Another teenager, who has been granted immunity from prosecution in exchange for giving evidence, will tell the court what she saw and heard at the Buckland Rd home, Walker said.
Police first began investigating after breaking up a fight near Britomart in central Auckland.
Walker said the group who were at the house had turned on each other.
"You'll pay for what you've done!" Winter was told, the court heard.
Walker said police would soon discover the "whole horrifying truth" about how Pairama, who had spent time in Oranga Tamariki care, was killed.
The prosecutor said Winter has since "told countless lies" to police.
The court heard Winter has, at various points, claimed she was Pairama's sister, admitted she played a part in the killing, said there was no ringleader, and that she had a reason to be angry at the teen.

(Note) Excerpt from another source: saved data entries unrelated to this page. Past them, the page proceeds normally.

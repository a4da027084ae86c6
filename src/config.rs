//! Configuration management for the Animia SMS dispatcher.
//!
//! This module handles loading and validating configuration from environment variables.
//! The .env file is loaded through `dotenvy`, which does not write to stdout (MCP uses
//! stdout for communication).

use crate::channels::TargetPlatform;
use crate::dispatch::DispatchSettings;
use crate::error::{ConfigError, ConfigResult};
use std::env;
use std::time::Duration;

/// Configuration for the Animia SMS dispatcher.
#[derive(Debug, Clone)]
pub struct Config {
    /// Animia backend base URL
    pub api_base_url: String,

    /// Bearer token for the backend
    pub api_token: String,

    /// HTTP request timeout in seconds (default: 10)
    pub request_timeout: u64,

    /// Calling code prepended to 10-digit numbers, without `+` (default: "91")
    pub default_country_code: String,

    /// Pause between consecutive sends in a batch, in milliseconds (default: 2000)
    pub inter_send_delay_ms: u64,

    /// Native channel attempts per destination (default: 2)
    pub native_max_attempts: u32,

    /// Pause between native attempts, in milliseconds (default: 1000)
    pub native_retry_delay_ms: u64,

    /// Try the native channel before the messaging app (default: true)
    pub prefer_native: bool,

    /// Platform whose messaging-app URI format is used (default: android)
    pub target_platform: TargetPlatform,

    /// Device that relays native SMS through the backend; no native channel when unset
    pub relay_device_id: Option<String>,

    /// Whether the relay device holds the SMS permission (default: true)
    pub sms_permission_granted: bool,

    /// Log level (default: "error")
    pub log_level: String,
}

impl Config {
    /// Load configuration from environment variables.
    ///
    /// Required environment variables:
    /// - `ANIMIA_API_BASE_URL`: Base URL for the Animia backend
    /// - `ANIMIA_API_TOKEN`: Bearer token for authentication
    ///
    /// Optional environment variables:
    /// - `REQUEST_TIMEOUT`: HTTP timeout in seconds (default: 10)
    /// - `DEFAULT_COUNTRY_CODE`: calling code for 10-digit numbers (default: 91)
    /// - `INTER_SEND_DELAY_MS`: delay between sends (default: 2000)
    /// - `NATIVE_MAX_ATTEMPTS`: native send attempts (default: 2)
    /// - `NATIVE_RETRY_DELAY_MS`: delay between native attempts (default: 1000)
    /// - `PREFER_NATIVE`: prefer direct send (default: true)
    /// - `TARGET_PLATFORM`: `android` or `ios` (default: android)
    /// - `SMS_RELAY_DEVICE_ID`: enables the native channel via device relay
    /// - `SMS_PERMISSION_GRANTED`: relay permission state (default: true)
    /// - `LOG_LEVEL`: Logging level (default: "error")
    pub fn from_env() -> ConfigResult<Self> {
        let _ = dotenvy::dotenv();

        let api_base_url = env::var("ANIMIA_API_BASE_URL")
            .map_err(|_| ConfigError::MissingVar("ANIMIA_API_BASE_URL".to_string()))?;

        let api_token = env::var("ANIMIA_API_TOKEN")
            .map_err(|_| ConfigError::MissingVar("ANIMIA_API_TOKEN".to_string()))?;

        if !api_base_url.starts_with("http://") && !api_base_url.starts_with("https://") {
            return Err(ConfigError::InvalidValue {
                var: "ANIMIA_API_BASE_URL".to_string(),
                reason: "Must start with http:// or https://".to_string(),
            });
        }

        if api_token.trim().is_empty() {
            return Err(ConfigError::InvalidValue {
                var: "ANIMIA_API_TOKEN".to_string(),
                reason: "Cannot be empty".to_string(),
            });
        }

        let default_country_code =
            env::var("DEFAULT_COUNTRY_CODE").unwrap_or_else(|_| "91".to_string());
        let default_country_code = default_country_code.trim_start_matches('+').to_string();
        if default_country_code.is_empty()
            || default_country_code.len() > 3
            || !default_country_code.chars().all(|c| c.is_ascii_digit())
        {
            return Err(ConfigError::InvalidValue {
                var: "DEFAULT_COUNTRY_CODE".to_string(),
                reason: format!("Must be 1-3 digits, got: {}", default_country_code),
            });
        }

        let request_timeout = Self::parse_env_u64("REQUEST_TIMEOUT", 10)?;
        let inter_send_delay_ms = Self::parse_env_u64("INTER_SEND_DELAY_MS", 2000)?;
        let native_retry_delay_ms = Self::parse_env_u64("NATIVE_RETRY_DELAY_MS", 1000)?;
        let native_max_attempts = Self::parse_env_u32("NATIVE_MAX_ATTEMPTS", 2)?;
        if native_max_attempts == 0 {
            return Err(ConfigError::InvalidValue {
                var: "NATIVE_MAX_ATTEMPTS".to_string(),
                reason: "Must be at least 1".to_string(),
            });
        }

        let prefer_native = Self::parse_env_bool("PREFER_NATIVE", true)?;
        let sms_permission_granted = Self::parse_env_bool("SMS_PERMISSION_GRANTED", true)?;

        let target_platform = match env::var("TARGET_PLATFORM") {
            Ok(val) => val
                .parse::<TargetPlatform>()
                .map_err(|reason| ConfigError::InvalidValue {
                    var: "TARGET_PLATFORM".to_string(),
                    reason,
                })?,
            Err(_) => TargetPlatform::Android,
        };

        let relay_device_id = env::var("SMS_RELAY_DEVICE_ID")
            .ok()
            .map(|id| id.trim().to_string())
            .filter(|id| !id.is_empty());

        let log_level = env::var("LOG_LEVEL").unwrap_or_else(|_| "error".to_string());

        Ok(Config {
            api_base_url,
            api_token,
            request_timeout,
            default_country_code,
            inter_send_delay_ms,
            native_max_attempts,
            native_retry_delay_ms,
            prefer_native,
            target_platform,
            relay_device_id,
            sms_permission_granted,
            log_level,
        })
    }

    /// Dispatch tunables derived from this configuration.
    pub fn dispatch_settings(&self) -> DispatchSettings {
        DispatchSettings {
            inter_send_delay: Duration::from_millis(self.inter_send_delay_ms),
            native_max_attempts: self.native_max_attempts,
            native_retry_delay: Duration::from_millis(self.native_retry_delay_ms),
        }
    }

    /// Parse an environment variable as u64 with a default value.
    fn parse_env_u64(var_name: &str, default: u64) -> ConfigResult<u64> {
        match env::var(var_name) {
            Ok(val) => val.parse::<u64>().map_err(|_| ConfigError::InvalidValue {
                var: var_name.to_string(),
                reason: format!("Must be a positive number, got: {}", val),
            }),
            Err(_) => Ok(default),
        }
    }

    /// Parse an environment variable as u32 with a default value.
    fn parse_env_u32(var_name: &str, default: u32) -> ConfigResult<u32> {
        match env::var(var_name) {
            Ok(val) => val.parse::<u32>().map_err(|_| ConfigError::InvalidValue {
                var: var_name.to_string(),
                reason: format!("Must be a positive number, got: {}", val),
            }),
            Err(_) => Ok(default),
        }
    }

    /// Parse an environment variable as a boolean flag with a default value.
    fn parse_env_bool(var_name: &str, default: bool) -> ConfigResult<bool> {
        match env::var(var_name) {
            Ok(val) => match val.trim().to_ascii_lowercase().as_str() {
                "1" | "true" | "yes" | "on" => Ok(true),
                "0" | "false" | "no" | "off" => Ok(false),
                _ => Err(ConfigError::InvalidValue {
                    var: var_name.to_string(),
                    reason: format!("Must be true or false, got: {}", val),
                }),
            },
            Err(_) => Ok(default),
        }
    }
}

impl Default for Config {
    fn default() -> Self {
        Config {
            api_base_url: String::new(),
            api_token: String::new(),
            request_timeout: 10,
            default_country_code: "91".to_string(),
            inter_send_delay_ms: 2000,
            native_max_attempts: 2,
            native_retry_delay_ms: 1000,
            prefer_native: true,
            target_platform: TargetPlatform::Android,
            relay_device_id: None,
            sms_permission_granted: true,
            log_level: "error".to_string(),
        }
    }
}
//! Shared utilities for game implementations
//!
//! This module provides common functionality used across multiple game implementations
//! and by tests and benchmarks that need to drive a game without the search engine.

use rand::Rng;
use rand_chacha::ChaCha20Rng;

use crate::typed::{Game, GameError, Outcome};

/// Winner code used by the two-player board games.
///
/// * `0` - game ongoing
/// * `1` - player 1 won
/// * `2` - player 2 won
/// * `3` - draw
pub mod winner_codes {
    pub const ONGOING: u8 = 0;
    pub const PLAYER_ONE: u8 = 1;
    pub const PLAYER_TWO: u8 = 2;
    pub const DRAW: u8 = 3;
}

/// Convert a two-player winner code into an [`Outcome`].
///
/// # Example
/// ```
/// use engine_core::game_utils::two_player_outcome;
/// use engine_core::Outcome;
///
/// assert_eq!(two_player_outcome(0), Outcome::Ongoing);
/// assert_eq!(two_player_outcome(2), Outcome::Win(2));
/// assert_eq!(two_player_outcome(3), Outcome::Draw);
/// ```
#[inline]
pub fn two_player_outcome(winner: u8) -> Outcome<u8> {
    match winner {
        winner_codes::PLAYER_ONE | winner_codes::PLAYER_TWO => Outcome::Win(winner),
        winner_codes::DRAW => Outcome::Draw,
        _ => Outcome::Ongoing,
    }
}

/// The opponent of `player` in a game between players 1 and 2.
#[inline]
pub fn other_player(player: u8) -> u8 {
    if player == 1 {
        2
    } else {
        1
    }
}

/// Apply a sequence of moves to `state`, failing on the first illegal one.
pub fn play_moves<G: Game>(
    game: &G,
    state: &G::State,
    moves: &[G::Move],
) -> Result<G::State, GameError> {
    let mut current = state.clone();
    for mv in moves {
        current = game.apply_move(&current, mv)?;
    }
    Ok(current)
}

/// Play uniformly random moves from `state` until the game ends.
///
/// Returns the terminal state and the number of plies played. A state with
/// no moves that reports no winner is returned as is.
pub fn random_playout<G: Game>(
    game: &G,
    state: &G::State,
    rng: &mut ChaCha20Rng,
) -> Result<(G::State, u32), GameError> {
    let mut current = state.clone();
    let mut plies = 0;

    while !game.outcome(&current).is_terminal() {
        let moves = game.moves(&current)?;
        if moves.is_empty() {
            break;
        }
        let mv = &moves.moves[rng.gen_range(0..moves.len())];
        current = game.apply_move(&current, mv)?;
        plies += 1;
    }

    Ok((current, plies))
}
//! Connect 4 reference game for the ISMCTS engine
//!
//! Connect 4 is a two-player connection game where players drop discs into
//! a 7-column, 6-row vertically suspended grid. The first to form a
//! horizontal, vertical, or diagonal line of four wins; a full grid without
//! a line is a draw.
//!
//! # Board Layout
//!
//! The board is stored in row-major order, with row 0 at the bottom:
//! ```text
//! Row 5: [35][36][37][38][39][40][41]  <- Top
//! Row 4: [28][29][30][31][32][33][34]
//! Row 3: [21][22][23][24][25][26][27]
//! Row 2: [14][15][16][17][18][19][20]
//! Row 1: [ 7][ 8][ 9][10][11][12][13]
//! Row 0: [ 0][ 1][ 2][ 3][ 4][ 5][ 6]  <- Bottom
//!         Col 0  1  2  3  4  5  6
//! ```

use std::fmt;

use engine_core::game_utils::{other_player, two_player_outcome, winner_codes};
use engine_core::{Game, GameError, Moves, Outcome};
use rand_chacha::ChaCha20Rng;

/// Board dimensions
pub const COLS: usize = 7;
pub const ROWS: usize = 6;
pub const BOARD_SIZE: usize = COLS * ROWS; // 42

/// Connect4 game state
#[derive(Debug, Clone, PartialEq, Eq, Hash)]
pub struct State {
    /// Board representation: 0=empty, 1=Red (player 1), 2=Yellow (player 2)
    /// Stored in row-major order with row 0 at the bottom
    board: [u8; BOARD_SIZE],
    /// Current player: 1=Red, 2=Yellow
    current_player: u8,
    /// Winner: 0=none/ongoing, 1=Red, 2=Yellow, 3=draw
    winner: u8,
    /// Height of each column (0-6 means number of pieces in column)
    column_heights: [u8; COLS],
}

impl State {
    /// Create a new initial game state
    pub fn new() -> Self {
        Self {
            board: [0; BOARD_SIZE],
            current_player: 1, // Red goes first
            winner: winner_codes::ONGOING,
            column_heights: [0; COLS],
        }
    }

    /// Check if the game is over
    pub fn is_done(&self) -> bool {
        self.winner != winner_codes::ONGOING
    }

    /// Get legal moves (columns that are not full)
    pub fn legal_moves(&self) -> Vec<u8> {
        if self.is_done() {
            return Vec::new();
        }

        (0..COLS as u8)
            .filter(|&col| self.column_heights[col as usize] < ROWS as u8)
            .collect()
    }

    /// Piece at (col, row): 0=empty, 1=Red, 2=Yellow
    pub fn cell(&self, col: usize, row: usize) -> u8 {
        self.board[Self::pos(col, row)]
    }

    /// Convert column and row to board index
    #[inline]
    fn pos(col: usize, row: usize) -> usize {
        row * COLS + col
    }

    /// Drop the current player's piece in `column`.
    pub fn drop_piece(&self, column: u8) -> Result<State, GameError> {
        let col = column as usize;

        if self.is_done() || col >= COLS || self.column_heights[col] >= ROWS as u8 {
            return Err(GameError::IllegalMove(format!(
                "column {column} is not playable"
            )));
        }

        let mut new_state = self.clone();
        let row = self.column_heights[col] as usize;
        new_state.board[Self::pos(col, row)] = self.current_player;
        new_state.column_heights[col] += 1;
        new_state.winner = new_state.check_winner_at(col, row);

        // The winner stays "to move" so the final position names them
        if new_state.winner == winner_codes::ONGOING {
            new_state.current_player = other_player(self.current_player);
        }

        Ok(new_state)
    }

    /// Check if the piece at (col, row) creates a winning line
    fn check_winner_at(&self, col: usize, row: usize) -> u8 {
        let player = self.board[Self::pos(col, row)];
        if player == 0 {
            return winner_codes::ONGOING;
        }

        // Direction vectors: horizontal, vertical, diagonal /, diagonal \
        let directions: [(i32, i32); 4] = [(1, 0), (0, 1), (1, 1), (1, -1)];

        for (dc, dr) in directions {
            let count = 1
                + self.run_length(col, row, dc, dr, player)
                + self.run_length(col, row, -dc, -dr, player);
            if count >= 4 {
                return player;
            }
        }

        if self.column_heights.iter().all(|&h| h >= ROWS as u8) {
            return winner_codes::DRAW;
        }

        winner_codes::ONGOING
    }

    /// Pieces of `player` in a row starting next to (col, row) in direction (dc, dr)
    fn run_length(&self, col: usize, row: usize, dc: i32, dr: i32, player: u8) -> usize {
        let mut count = 0;
        let (mut c, mut r) = (col as i32 + dc, row as i32 + dr);
        while c >= 0 && c < COLS as i32 && r >= 0 && r < ROWS as i32 {
            if self.board[Self::pos(c as usize, r as usize)] != player {
                break;
            }
            count += 1;
            c += dc;
            r += dr;
        }
        count
    }
}

impl Default for State {
    fn default() -> Self {
        Self::new()
    }
}

impl fmt::Display for State {
    fn fmt(&self, f: &mut fmt::Formatter<'_>) -> fmt::Result {
        for row in (0..ROWS).rev() {
            let line: String = (0..COLS)
                .map(|col| match self.cell(col, row) {
                    1 => 'R',
                    2 => 'Y',
                    _ => '.',
                })
                .collect();
            writeln!(f, "{line}")?;
        }
        Ok(())
    }
}

/// Connect4 game implementation
#[derive(Debug, Clone, Copy, Default)]
pub struct Connect4;

impl Game for Connect4 {
    type State = State;
    type Move = u8;
    type Player = u8;
    type Misc = ();

    fn name(&self) -> &'static str {
        "connect4"
    }

    fn initial_state(&self, _rng: &mut ChaCha20Rng) -> State {
        State::new()
    }

    fn moves(&self, state: &State) -> Result<Moves<u8>, GameError> {
        Ok(Moves::decision(state.legal_moves()))
    }

    fn apply_move(&self, state: &State, mv: &u8) -> Result<State, GameError> {
        state.drop_piece(*mv)
    }

    fn outcome(&self, state: &State) -> Outcome<u8> {
        two_player_outcome(state.winner)
    }

    fn current_player(&self, state: &State) -> u8 {
        state.current_player
    }
}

Pairama was described by those her knew her as a "bubbly, pretty and very friendly" girl who had a distinctive laugh, the court heard.
Her life goal, Walker said, was getting a qualification and enough money to buy a house.
Justice Brewer earlier told the jury in a case such as this it may be "easy to feel prejudice against people who have been brought to court for charges like these".
But he said this was "not a court of morals, it is a court of law".
The judge urged the jury to decide on what the Crown has proved before considering their verdicts.
"In deciding what happened you are going to have to make human assessments … some people can be honest and some can be honestly mistaken," Justice Brewer said.
"You must keep an open mind until you have heard all of the evidence, the lawyers' closing arguments and my summing up.
The judge said: "Above all Mr Foreman and members of the jury, your job is to be fair."